> [DIRECTIONS FOR THIS TASK]
Please copy each line of the listing below in which the word "types" appears.

> [DATA SUPPLIED]
Start of Block

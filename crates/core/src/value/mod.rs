//! Stored values: gift cards, account credits, promotions and generic codes.
//!
//! This module contains:
//! - The `Value` model and creation input
//! - Creation validation (including rule compilation)
//! - Deterministic id derivation for attached generic codes

pub mod attach;
pub mod error;
pub mod types;
pub mod validation;

pub use attach::derive_attached_value_id;
pub use error::ValueError;
pub use types::{CreateValueInput, GenericCodeOptions, PerContactOptions, Rule, Value};
pub use validation::{build_value, validate_create_value};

End of Block

> [OUTPUT OF THE EXERCISE]
pub mod types;
pub use types::{CreateValueInput, GenericCodeOptions, PerContactOptions, Rule, Value};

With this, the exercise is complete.